**What the task asks**: Starting at the line that holds "if let Some(executor)" and stopping at the line that holds "use uuid::Uuid;", restate the records below word for word, with both of those lines included.

[Information provided — start]

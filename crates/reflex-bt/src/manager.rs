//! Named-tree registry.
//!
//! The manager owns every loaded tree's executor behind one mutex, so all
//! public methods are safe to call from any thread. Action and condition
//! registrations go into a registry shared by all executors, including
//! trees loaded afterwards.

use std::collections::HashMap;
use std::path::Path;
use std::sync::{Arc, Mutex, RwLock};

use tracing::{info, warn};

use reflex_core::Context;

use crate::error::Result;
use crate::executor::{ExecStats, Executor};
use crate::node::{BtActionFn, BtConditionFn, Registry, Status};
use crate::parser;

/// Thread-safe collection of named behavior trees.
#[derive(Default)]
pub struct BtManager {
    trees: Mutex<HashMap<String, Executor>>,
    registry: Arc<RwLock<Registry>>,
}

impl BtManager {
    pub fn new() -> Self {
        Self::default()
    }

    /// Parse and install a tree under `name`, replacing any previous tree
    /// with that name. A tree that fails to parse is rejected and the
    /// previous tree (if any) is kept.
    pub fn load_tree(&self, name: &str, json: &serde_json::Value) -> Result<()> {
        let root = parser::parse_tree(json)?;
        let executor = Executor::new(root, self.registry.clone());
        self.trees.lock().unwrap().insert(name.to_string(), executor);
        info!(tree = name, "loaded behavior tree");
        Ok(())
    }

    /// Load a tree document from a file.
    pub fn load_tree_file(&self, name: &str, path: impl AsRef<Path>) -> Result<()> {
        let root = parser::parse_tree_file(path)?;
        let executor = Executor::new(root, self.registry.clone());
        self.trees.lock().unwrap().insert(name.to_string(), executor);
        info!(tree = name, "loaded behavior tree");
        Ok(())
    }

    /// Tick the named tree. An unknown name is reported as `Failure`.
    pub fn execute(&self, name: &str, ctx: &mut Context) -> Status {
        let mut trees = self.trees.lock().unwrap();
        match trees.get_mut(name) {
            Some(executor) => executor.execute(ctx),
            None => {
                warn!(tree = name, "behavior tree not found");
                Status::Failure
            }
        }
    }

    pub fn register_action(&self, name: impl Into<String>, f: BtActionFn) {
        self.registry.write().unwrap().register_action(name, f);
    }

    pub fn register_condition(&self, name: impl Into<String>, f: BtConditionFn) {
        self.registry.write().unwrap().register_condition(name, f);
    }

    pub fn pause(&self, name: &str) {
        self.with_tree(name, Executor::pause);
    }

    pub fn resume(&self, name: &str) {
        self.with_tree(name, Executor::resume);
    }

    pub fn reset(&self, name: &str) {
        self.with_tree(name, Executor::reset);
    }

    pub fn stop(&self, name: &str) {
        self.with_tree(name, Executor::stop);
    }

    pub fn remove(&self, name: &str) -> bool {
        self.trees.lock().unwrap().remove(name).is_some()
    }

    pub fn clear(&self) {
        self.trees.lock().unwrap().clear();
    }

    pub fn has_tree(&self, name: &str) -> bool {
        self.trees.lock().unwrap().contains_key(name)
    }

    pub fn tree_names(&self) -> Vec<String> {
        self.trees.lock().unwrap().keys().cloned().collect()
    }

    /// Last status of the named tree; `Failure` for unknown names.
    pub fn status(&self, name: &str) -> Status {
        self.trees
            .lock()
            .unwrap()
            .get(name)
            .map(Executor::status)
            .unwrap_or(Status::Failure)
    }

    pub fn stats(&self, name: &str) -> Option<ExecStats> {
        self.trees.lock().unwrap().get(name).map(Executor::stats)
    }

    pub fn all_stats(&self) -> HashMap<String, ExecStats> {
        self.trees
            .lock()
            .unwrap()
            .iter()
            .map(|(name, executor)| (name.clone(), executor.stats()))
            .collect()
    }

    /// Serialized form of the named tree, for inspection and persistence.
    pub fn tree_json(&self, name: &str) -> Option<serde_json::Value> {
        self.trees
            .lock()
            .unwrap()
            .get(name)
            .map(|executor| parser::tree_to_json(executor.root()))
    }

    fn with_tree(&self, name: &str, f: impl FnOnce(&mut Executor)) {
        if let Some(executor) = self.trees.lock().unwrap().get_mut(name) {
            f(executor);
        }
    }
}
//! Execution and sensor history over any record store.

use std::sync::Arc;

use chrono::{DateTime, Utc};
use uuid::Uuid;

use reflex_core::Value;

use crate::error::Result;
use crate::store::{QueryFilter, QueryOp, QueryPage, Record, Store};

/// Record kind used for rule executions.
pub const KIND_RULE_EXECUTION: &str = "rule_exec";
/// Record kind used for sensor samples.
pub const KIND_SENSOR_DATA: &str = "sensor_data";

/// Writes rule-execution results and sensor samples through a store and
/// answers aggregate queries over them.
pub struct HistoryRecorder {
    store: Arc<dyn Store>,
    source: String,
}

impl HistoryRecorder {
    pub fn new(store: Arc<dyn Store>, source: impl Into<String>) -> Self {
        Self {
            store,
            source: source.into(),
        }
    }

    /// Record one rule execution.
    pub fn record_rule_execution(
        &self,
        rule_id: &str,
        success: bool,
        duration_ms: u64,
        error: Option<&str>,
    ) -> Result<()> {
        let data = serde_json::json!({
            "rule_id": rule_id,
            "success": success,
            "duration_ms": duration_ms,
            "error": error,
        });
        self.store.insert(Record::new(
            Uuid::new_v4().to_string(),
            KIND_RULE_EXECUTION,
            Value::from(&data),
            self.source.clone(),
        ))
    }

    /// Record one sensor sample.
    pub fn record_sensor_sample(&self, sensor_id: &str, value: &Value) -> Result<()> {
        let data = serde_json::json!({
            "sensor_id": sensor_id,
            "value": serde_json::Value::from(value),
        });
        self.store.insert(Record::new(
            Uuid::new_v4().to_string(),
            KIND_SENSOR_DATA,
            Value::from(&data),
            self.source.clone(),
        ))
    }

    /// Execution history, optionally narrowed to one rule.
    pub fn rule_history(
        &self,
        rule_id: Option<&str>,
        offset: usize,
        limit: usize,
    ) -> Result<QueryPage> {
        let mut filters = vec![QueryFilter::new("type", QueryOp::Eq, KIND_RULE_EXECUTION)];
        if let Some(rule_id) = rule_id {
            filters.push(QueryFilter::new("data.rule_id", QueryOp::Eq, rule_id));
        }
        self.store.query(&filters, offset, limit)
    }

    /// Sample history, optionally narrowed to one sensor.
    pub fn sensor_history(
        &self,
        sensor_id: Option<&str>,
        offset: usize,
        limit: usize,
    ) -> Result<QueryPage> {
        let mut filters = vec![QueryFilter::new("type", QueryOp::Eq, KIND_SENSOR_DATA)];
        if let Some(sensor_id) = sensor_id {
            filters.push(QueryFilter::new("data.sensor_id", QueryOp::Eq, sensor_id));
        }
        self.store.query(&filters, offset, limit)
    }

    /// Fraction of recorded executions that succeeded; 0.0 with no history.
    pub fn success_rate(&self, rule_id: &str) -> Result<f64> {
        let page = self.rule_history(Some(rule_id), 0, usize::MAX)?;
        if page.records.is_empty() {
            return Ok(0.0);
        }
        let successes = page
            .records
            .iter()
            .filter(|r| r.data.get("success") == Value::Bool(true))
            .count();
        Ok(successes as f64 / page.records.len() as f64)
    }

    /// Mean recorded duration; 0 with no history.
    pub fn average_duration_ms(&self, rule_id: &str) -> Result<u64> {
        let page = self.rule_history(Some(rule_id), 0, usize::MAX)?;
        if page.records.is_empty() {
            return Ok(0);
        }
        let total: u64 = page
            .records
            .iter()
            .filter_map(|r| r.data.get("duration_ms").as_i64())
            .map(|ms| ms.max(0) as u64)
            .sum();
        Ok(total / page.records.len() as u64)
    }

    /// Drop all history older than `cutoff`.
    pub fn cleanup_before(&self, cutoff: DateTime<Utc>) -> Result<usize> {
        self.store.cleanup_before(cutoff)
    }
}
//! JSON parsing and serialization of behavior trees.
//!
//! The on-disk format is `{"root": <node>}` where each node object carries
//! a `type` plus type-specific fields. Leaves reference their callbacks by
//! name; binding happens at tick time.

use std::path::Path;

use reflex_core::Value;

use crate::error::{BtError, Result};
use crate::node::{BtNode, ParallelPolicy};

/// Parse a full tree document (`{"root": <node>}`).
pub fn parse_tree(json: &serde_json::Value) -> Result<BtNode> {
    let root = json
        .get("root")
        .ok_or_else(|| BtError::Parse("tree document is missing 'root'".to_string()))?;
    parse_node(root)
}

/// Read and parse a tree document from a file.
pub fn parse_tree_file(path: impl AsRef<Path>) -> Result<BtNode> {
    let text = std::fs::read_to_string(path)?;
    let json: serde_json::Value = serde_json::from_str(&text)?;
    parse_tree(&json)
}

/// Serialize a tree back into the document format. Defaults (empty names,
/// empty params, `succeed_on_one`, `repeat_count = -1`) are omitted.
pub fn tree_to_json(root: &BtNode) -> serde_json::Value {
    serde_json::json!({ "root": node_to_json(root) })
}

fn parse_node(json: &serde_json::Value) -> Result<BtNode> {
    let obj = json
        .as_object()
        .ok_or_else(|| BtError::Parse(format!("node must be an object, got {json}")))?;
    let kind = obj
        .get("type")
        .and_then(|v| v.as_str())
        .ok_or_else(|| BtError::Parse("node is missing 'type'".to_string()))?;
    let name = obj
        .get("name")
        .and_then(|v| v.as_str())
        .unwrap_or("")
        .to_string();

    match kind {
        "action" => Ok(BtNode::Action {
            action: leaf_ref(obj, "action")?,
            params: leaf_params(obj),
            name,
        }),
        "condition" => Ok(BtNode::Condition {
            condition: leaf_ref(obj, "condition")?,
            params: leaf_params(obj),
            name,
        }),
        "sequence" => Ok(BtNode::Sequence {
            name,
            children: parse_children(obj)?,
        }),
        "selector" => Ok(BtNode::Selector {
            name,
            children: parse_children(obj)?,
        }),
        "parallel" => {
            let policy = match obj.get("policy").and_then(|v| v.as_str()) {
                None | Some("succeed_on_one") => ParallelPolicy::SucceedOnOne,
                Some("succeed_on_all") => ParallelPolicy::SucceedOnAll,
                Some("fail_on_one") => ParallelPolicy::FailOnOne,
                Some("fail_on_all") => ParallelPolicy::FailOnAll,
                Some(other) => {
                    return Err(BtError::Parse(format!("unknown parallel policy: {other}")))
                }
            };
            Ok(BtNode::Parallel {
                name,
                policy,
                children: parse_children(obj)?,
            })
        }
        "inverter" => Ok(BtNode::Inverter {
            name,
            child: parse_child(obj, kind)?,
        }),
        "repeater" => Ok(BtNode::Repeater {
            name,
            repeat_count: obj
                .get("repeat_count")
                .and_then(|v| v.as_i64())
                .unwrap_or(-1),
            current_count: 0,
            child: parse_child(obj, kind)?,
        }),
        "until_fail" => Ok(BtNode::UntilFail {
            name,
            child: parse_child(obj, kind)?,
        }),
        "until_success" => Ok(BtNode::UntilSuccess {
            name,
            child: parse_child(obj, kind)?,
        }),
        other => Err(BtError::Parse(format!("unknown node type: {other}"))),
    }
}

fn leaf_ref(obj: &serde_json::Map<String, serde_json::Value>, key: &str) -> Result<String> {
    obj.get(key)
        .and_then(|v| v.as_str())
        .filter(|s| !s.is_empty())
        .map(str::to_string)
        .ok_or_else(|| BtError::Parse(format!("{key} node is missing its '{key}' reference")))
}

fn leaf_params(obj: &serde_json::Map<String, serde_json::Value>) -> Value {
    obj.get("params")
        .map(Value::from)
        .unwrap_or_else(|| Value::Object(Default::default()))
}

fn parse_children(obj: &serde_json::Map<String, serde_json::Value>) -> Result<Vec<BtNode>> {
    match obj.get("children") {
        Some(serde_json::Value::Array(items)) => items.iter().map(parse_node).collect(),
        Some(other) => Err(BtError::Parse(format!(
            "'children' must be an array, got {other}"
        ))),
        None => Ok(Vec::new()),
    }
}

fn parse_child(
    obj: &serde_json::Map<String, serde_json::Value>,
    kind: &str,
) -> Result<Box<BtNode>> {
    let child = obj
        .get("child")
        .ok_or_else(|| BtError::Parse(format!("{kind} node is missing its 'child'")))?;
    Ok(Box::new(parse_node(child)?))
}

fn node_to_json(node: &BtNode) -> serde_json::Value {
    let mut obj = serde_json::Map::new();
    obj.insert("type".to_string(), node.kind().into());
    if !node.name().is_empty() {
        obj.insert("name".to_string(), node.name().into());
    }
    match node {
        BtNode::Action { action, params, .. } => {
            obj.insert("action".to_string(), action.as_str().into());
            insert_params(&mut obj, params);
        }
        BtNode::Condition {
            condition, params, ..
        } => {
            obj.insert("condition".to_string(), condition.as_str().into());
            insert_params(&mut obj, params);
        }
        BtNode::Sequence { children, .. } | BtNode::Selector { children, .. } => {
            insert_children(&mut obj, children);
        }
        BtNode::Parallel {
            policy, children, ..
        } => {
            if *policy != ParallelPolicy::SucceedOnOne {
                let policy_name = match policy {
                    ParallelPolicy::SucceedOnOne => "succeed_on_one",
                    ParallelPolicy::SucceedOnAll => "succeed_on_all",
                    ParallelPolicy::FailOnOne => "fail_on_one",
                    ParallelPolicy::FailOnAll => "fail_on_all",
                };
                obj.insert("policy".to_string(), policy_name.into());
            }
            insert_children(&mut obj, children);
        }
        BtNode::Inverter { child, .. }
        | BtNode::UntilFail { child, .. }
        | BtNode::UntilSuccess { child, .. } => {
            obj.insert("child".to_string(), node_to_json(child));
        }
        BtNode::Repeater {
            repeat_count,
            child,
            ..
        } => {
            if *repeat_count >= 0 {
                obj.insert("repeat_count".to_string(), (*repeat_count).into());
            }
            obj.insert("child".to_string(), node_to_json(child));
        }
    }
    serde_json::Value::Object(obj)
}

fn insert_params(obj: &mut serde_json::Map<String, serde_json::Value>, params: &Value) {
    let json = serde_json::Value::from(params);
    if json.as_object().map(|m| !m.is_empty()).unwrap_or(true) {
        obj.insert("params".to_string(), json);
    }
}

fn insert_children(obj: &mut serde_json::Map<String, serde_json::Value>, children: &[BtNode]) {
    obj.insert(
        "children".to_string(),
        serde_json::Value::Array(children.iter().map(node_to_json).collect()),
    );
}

[Information provided — finish]

**Result of this exercise**:
        if let Some(executor) = self.trees.lock().unwrap().get_mut(name) {
            f(executor);
        }
    }
}
//! Execution and sensor history over any record store.

use std::sync::Arc;

use chrono::{DateTime, Utc};
use uuid::Uuid;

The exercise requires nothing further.